*Task requirements*: Look through the records below and copy each line that includes the word "Debug".

==== Data for this task ====

//! Transport configuration types.

use serde::{Deserialize, Serialize};

/// Transport configuration options.
#[derive(Debug, Clone, Serialize, Deserialize)]
#[serde(tag = "type", rename_all = "lowercase")]
pub enum TransportConfig {
    /// Standard input/output transport: one implicit client using the
    /// configured Fluree defaults.
    #[cfg(feature = "stdio")]
    Stdio,

    /// Session-aware HTTP transport with JSON-RPC over POST.
    #[cfg(feature = "http")]
    Http(HttpConfig),
}

/// HTTP transport configuration.
#[cfg(feature = "http")]
#[derive(Debug, Clone, Serialize, Deserialize)]
pub struct HttpConfig {
    /// Port number to listen on.
    pub port: u16,

    /// Host address to bind to.
    #[serde(default = "default_host")]
    pub host: String,

    /// Path for the JSON-RPC endpoint (POST, GET stream, DELETE).
    #[serde(default = "default_rpc_path")]
    pub rpc_path: String,

    /// Enable CORS for browser clients.
    #[serde(default = "default_cors")]
    pub enable_cors: bool,
}

#[cfg(feature = "http")]
fn default_host() -> String {
    "127.0.0.1".to_string()
}

#[cfg(feature = "http")]
fn default_rpc_path() -> String {
    "/mcp".to_string()
}

#[cfg(feature = "http")]
fn default_cors() -> bool {
    true
}

#[cfg(feature = "http")]
const DEFAULT_HTTP_PORT: u16 = 8080;

impl Default for TransportConfig {
    fn default() -> Self {
        #[cfg(feature = "stdio")]
        {
            return Self::Stdio;
        }

        #[cfg(all(not(feature = "stdio"), feature = "http"))]
        {
            return Self::Http(HttpConfig::default());
        }

        #[cfg(not(any(feature = "stdio", feature = "http")))]
        {
            compile_error!("At least one transport feature must be enabled: stdio or http");
        }
    }
}

#[cfg(feature = "http")]
impl Default for HttpConfig {
    fn default() -> Self {
        Self {
            port: DEFAULT_HTTP_PORT,
            host: default_host(),
            rpc_path: default_rpc_path(),
            enable_cors: default_cors(),
        }
    }
}

#[cfg(feature = "http")]
impl HttpConfig {
    /// Load HTTP settings from the environment.
    ///
    /// The port comes from `MCP_HTTP_PORT`, then `PORT_NO`.
    pub fn from_env() -> Self {
        let port = ["MCP_HTTP_PORT", "PORT_NO"]
            .iter()
            .find_map(|var| std::env::var(var).ok().and_then(|p| p.parse().ok()))
            .unwrap_or(DEFAULT_HTTP_PORT);
        let host = std::env::var("MCP_HTTP_HOST").unwrap_or_else(|_| default_host());
        let rpc_path = std::env::var("MCP_HTTP_PATH").unwrap_or_else(|_| default_rpc_path());
        let enable_cors = std::env::var("MCP_HTTP_CORS")
            .map(|v| v.to_lowercase() != "false" && v != "0")
            .unwrap_or(true);
        Self {
            port,
            host,
            rpc_path,
            enable_cors,
        }
    }
}

impl TransportConfig {
    /// Create an HTTP transport config.
    #[cfg(feature = "http")]
    pub fn http(port: u16, host: impl Into<String>) -> Self {
        Self::Http(HttpConfig {
            port,
            host: host.into(),
            ..Default::default()
        })
    }

    /// Load transport config from environment variables.
    pub fn from_env() -> Self {
        let transport = std::env::var("MCP_TRANSPORT")
            .unwrap_or_default()
            .to_lowercase();

        match transport.as_str() {
            #[cfg(feature = "http")]
            "http" => Self::Http(HttpConfig::from_env()),
            #[cfg(feature = "stdio")]
            _ => Self::Stdio,
            #[cfg(all(not(feature = "stdio"), feature = "http"))]
            _ => Self::Http(HttpConfig::from_env()),
        }
    }

    /// Get a description of this transport for logging.
    pub fn description(&self) -> String {
        match self {
            #[cfg(feature = "stdio")]
            Self::Stdio => "STDIO (standard MCP mode)".to_string(),
            #[cfg(feature = "http")]
            Self::Http(cfg) => format!("HTTP on {}:{}{}", cfg.host, cfg.port, cfg.rpc_path),
        }
    }

    /// Check if this transport is the standard STDIO mode.
    pub fn is_stdio(&self) -> bool {
        #[cfg(feature = "stdio")]
        {
            matches!(self, Self::Stdio)
        }
        #[cfg(not(feature = "stdio"))]
        {
            false
        }
    }
}

#[cfg(all(test, feature = "http"))]
mod tests {
    use super::*;
    use std::sync::Mutex;

    static ENV_TEST_LOCK: Mutex<()> = Mutex::new(());

    fn clear() {
        for var in ["MCP_HTTP_PORT", "PORT_NO", "MCP_HTTP_PATH", "MCP_HTTP_CORS"] {
            unsafe {
                std::env::remove_var(var);
            }
        }
    }

    #[test]
    fn port_falls_back_to_port_no() {
        let _lock = ENV_TEST_LOCK.lock().unwrap();
        clear();
        unsafe {
            std::env::set_var("PORT_NO", "9191");
        }
        assert_eq!(HttpConfig::from_env().port, 9191);

        unsafe {
            std::env::set_var("MCP_HTTP_PORT", "7070");
        }
        assert_eq!(HttpConfig::from_env().port, 7070);
        clear();
    }

    #[test]
    fn cors_can_be_disabled() {
        let _lock = ENV_TEST_LOCK.lock().unwrap();
        clear();
        unsafe {
            std::env::set_var("MCP_HTTP_CORS", "false");
        }
        let cfg = HttpConfig::from_env();
        assert!(!cfg.enable_cors);
        assert_eq!(cfg.port, 8080);
        assert_eq!(cfg.rpc_path, "/mcp");
        clear();
    }

    #[test]
    fn description_names_endpoint() {
        let cfg = TransportConfig::http(9000, "0.0.0.0");
        assert_eq!(cfg.description(), "HTTP on 0.0.0.0:9000/mcp");
        assert!(!cfg.is_stdio());
    }
}
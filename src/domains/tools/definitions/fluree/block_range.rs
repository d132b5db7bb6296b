//! Block range tool.

use async_trait::async_trait;
use rmcp::model::CallToolResult;
use schemars::JsonSchema;
use serde::Deserialize;
use serde_json::json;
use tracing::info;

use super::{FlureeClient, downstream_result};
use crate::core::session::BackendTarget;
use crate::domains::tools::handlers::ToolDefinition;
use crate::domains::tools::validation::{Validate, Violations};

/// Parameters for the block range tool.
#[derive(Debug, Clone, Deserialize, JsonSchema)]
pub struct FlureeBlockRangeParams {
    /// First block (default: 1).
    #[schemars(range(min = 1))]
    #[serde(default = "default_start")]
    pub start: i64,

    /// Last block, inclusive (default: 2).
    #[schemars(range(min = 1))]
    #[serde(default = "default_end")]
    pub end: i64,
}

fn default_start() -> i64 {
    1
}

fn default_end() -> i64 {
    2
}

impl Validate for FlureeBlockRangeParams {
    fn validate(&self, v: &mut Violations) {
        v.min("start", self.start, 1);
        v.min("end", self.end, 1);
        if self.end < self.start {
            v.push(format!("end must be >= start (got {} < {})", self.end, self.start));
        }
    }
}

/// Fetches block stats and transactions for a range of blocks.
#[derive(Debug, Clone)]
pub struct FlureeBlockRangeTool {
    client: FlureeClient,
}

impl FlureeBlockRangeTool {
    pub fn new(client: FlureeClient) -> Self {
        Self { client }
    }
}

#[async_trait]
impl ToolDefinition for FlureeBlockRangeTool {
    const NAME: &'static str = "flureeBlockRangeWithTxnTool";
    const TITLE: &'static str = "Fluree Block Range with Transactions Tool";
    const DESCRIPTION: &'static str =
        "Fetches block stats and transactions for a specified range of blocks in Fluree.";

    type Params = FlureeBlockRangeParams;

    async fn execute(
        &self,
        params: FlureeBlockRangeParams,
        target: &BackendTarget,
    ) -> CallToolResult {
        info!("Fetching blocks {} to {}", params.start, params.end);
        let body = json!({ "start": params.start, "end": params.end });
        let outcome = self
            .client
            .post(&target.ledger_url("block-range-with-txn"), Some(&body))
            .await;
        downstream_result(
            &format!(
                "Block range stats and transactions for blocks {} to {}",
                params.start, params.end
            ),
            outcome,
        )
    }
}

====

*Your solution*:
#[derive(Debug, Clone, Serialize, Deserialize)]
#[derive(Debug, Clone, Serialize, Deserialize)]
#[derive(Debug, Clone, Deserialize, JsonSchema)]
#[derive(Debug, Clone)]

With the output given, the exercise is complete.